# The problem
Identify all lines below that hold "match" and collect them.

⟨

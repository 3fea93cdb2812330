use std::path::Path;

use crate::error::{ChatError, Result};

/// A file picked by the user, held until it is sent
#[derive(Debug, Clone, PartialEq, Eq)]
pub struct Upload {
    pub name: String,
    /// Declared MIME type, e.g. `image/png`
    pub mime: String,
    pub bytes: Vec<u8>,
}

impl Upload {
    pub fn new(name: impl Into<String>, mime: impl Into<String>, bytes: Vec<u8>) -> Self {
        Self {
            name: name.into(),
            mime: mime.into(),
            bytes,
        }
    }

    /// Read a file from disk and declare its type from the extension
    pub async fn from_path(path: &Path) -> Result<Self> {
        let bytes = tokio::fs::read(path).await?;
        let name = path
            .file_name()
            .map(|n| n.to_string_lossy().into_owned())
            .unwrap_or_else(|| path.display().to_string());
        let mime = mime_guess::from_path(path).first_or_octet_stream();

        Ok(Self::new(name, mime.essence_str(), bytes))
    }

    pub fn analysis_kind(&self) -> Result<AnalysisKind> {
        AnalysisKind::classify(&self.mime)
            .ok_or_else(|| ChatError::UnsupportedFileType(self.mime.clone()))
    }

    /// Text of the user entry recorded when this upload is sent
    pub fn describe(&self) -> String {
        format!("File: {}", self.name)
    }
}

/// Which analysis endpoint an upload is routed to
#[derive(Debug, Clone, Copy, PartialEq, Eq)]
pub enum AnalysisKind {
    Image,
    Pdf,
}

impl AnalysisKind {
    pub fn classify(mime: &str) -> Option<Self> {
        let mime = mime.trim().to_ascii_lowercase();
        if mime.starts_with("image/") {
            Some(AnalysisKind::Image)
        } else if mime == "application/pdf" {
            Some(AnalysisKind::Pdf)
        } else {
            None
        }
    }

    pub fn endpoint(&self) -> &'static str {
        match self {
            AnalysisKind::Image => "/api/analyze-image",
            AnalysisKind::Pdf => "/api/analyze-pdf",
        }
    }
}
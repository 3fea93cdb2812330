use std::io::{self, Stderr};
use std::time::Duration;

use anyhow::Result;
use crossterm::{
    event::{DisableMouseCapture, EnableMouseCapture, Event, EventStream, KeyEvent, KeyEventKind, MouseEvent},
    execute,
    terminal::{disable_raw_mode, enable_raw_mode, EnterAlternateScreen, LeaveAlternateScreen},
};
use futures_util::StreamExt;
use ratatui::{backend::CrosstermBackend, Terminal};
use tokio::sync::mpsc;
use tokio::task::JoinHandle;

pub type Tui = Terminal<CrosstermBackend<Stderr>>;

/// Drives the thinking animation, round trip polling and copy confirmation expiry
pub const TICK_RATE: Duration = Duration::from_millis(300);

#[derive(Debug)]
pub enum AppEvent {
    Key(KeyEvent),
    Mouse(MouseEvent),
    Resize,
    Tick,
}

impl AppEvent {
    fn from_terminal(event: Event) -> Option<Self> {
        match event {
            // Only key presses; releases and repeats arrive on some platforms
            Event::Key(key) if key.kind == KeyEventKind::Press => Some(Self::Key(key)),
            Event::Mouse(mouse) => Some(Self::Mouse(mouse)),
            Event::Resize(_, _) => Some(Self::Resize),
            _ => None,
        }
    }
}

/// Terminal input and ticks, merged onto one channel by a background task
pub struct EventHandler {
    rx: mpsc::UnboundedReceiver<AppEvent>,
    task: JoinHandle<()>,
}

impl EventHandler {
    pub fn new(tick_rate: Duration) -> Self {
        let (tx, rx) = mpsc::unbounded_channel();

        let task = tokio::spawn(async move {
            let mut reader = EventStream::new();
            let mut ticks = tokio::time::interval(tick_rate);

            loop {
                let event = tokio::select! {
                    _ = ticks.tick() => Some(AppEvent::Tick),
                    maybe = reader.next() => match maybe {
                        Some(Ok(event)) => AppEvent::from_terminal(event),
                        Some(Err(err)) => {
                            tracing::warn!(error = %err, "terminal event stream failed");
                            None
                        }
                        None => break,
                    },
                };

                if let Some(event) = event {
                    if tx.send(event).is_err() {
                        break;
                    }
                }
            }
        });

        Self { rx, task }
    }

    pub async fn next(&mut self) -> Option<AppEvent> {
        self.rx.recv().await
    }
}

impl Drop for EventHandler {
    fn drop(&mut self) {
        self.task.abort();
    }
}

/// Raw mode plus alternate screen on stderr, with mouse capture for wheel scrolling
pub fn init() -> Result<Tui> {
    enable_raw_mode()?;
    execute!(io::stderr(), EnterAlternateScreen, EnableMouseCapture)?;
    Ok(Terminal::new(CrosstermBackend::new(io::stderr()))?)
}

pub fn restore() -> Result<()> {
    execute!(io::stderr(), DisableMouseCapture, LeaveAlternateScreen)?;
    disable_raw_mode()?;
    Ok(())
}

/// Restore the terminal before the default panic output is printed
pub fn install_panic_hook() {
    let original_hook = std::panic::take_hook();
    std::panic::set_hook(Box::new(move |panic_info| {
        let _ = restore();
        original_hook(panic_info);
    }));
}
use bedrock_chat_core::{ChatError, ClipboardSink};

/// System clipboard, held open for the whole session.
///
/// On Wayland the copied text is dropped if the owning handle goes away too
/// quickly, so a single handle is created up front and reused.
pub struct SystemClipboard {
    inner: Option<arboard::Clipboard>,
}

impl SystemClipboard {
    pub fn new() -> Self {
        let inner = match arboard::Clipboard::new() {
            Ok(clipboard) => Some(clipboard),
            Err(err) => {
                tracing::warn!(error = %err, "clipboard unavailable");
                None
            }
        };
        Self { inner }
    }
}

impl ClipboardSink for SystemClipboard {
    fn set_text(&mut self, text: &str) -> bedrock_chat_core::Result<()> {
        let clipboard = self
            .inner
            .as_mut()
            .ok_or_else(|| ChatError::Clipboard("no clipboard available".to_string()))?;
        clipboard
            .set_text(text.to_string())
            .map_err(|err| ChatError::Clipboard(err.to_string()))
    }
}

impl Default for SystemClipboard {
    fn default() -> Self {
        Self::new()
    }
}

⟩

# Reply to the task
        match self {
        match event {
                    maybe = reader.next() => match maybe {
        let inner = match arboard::Clipboard::new() {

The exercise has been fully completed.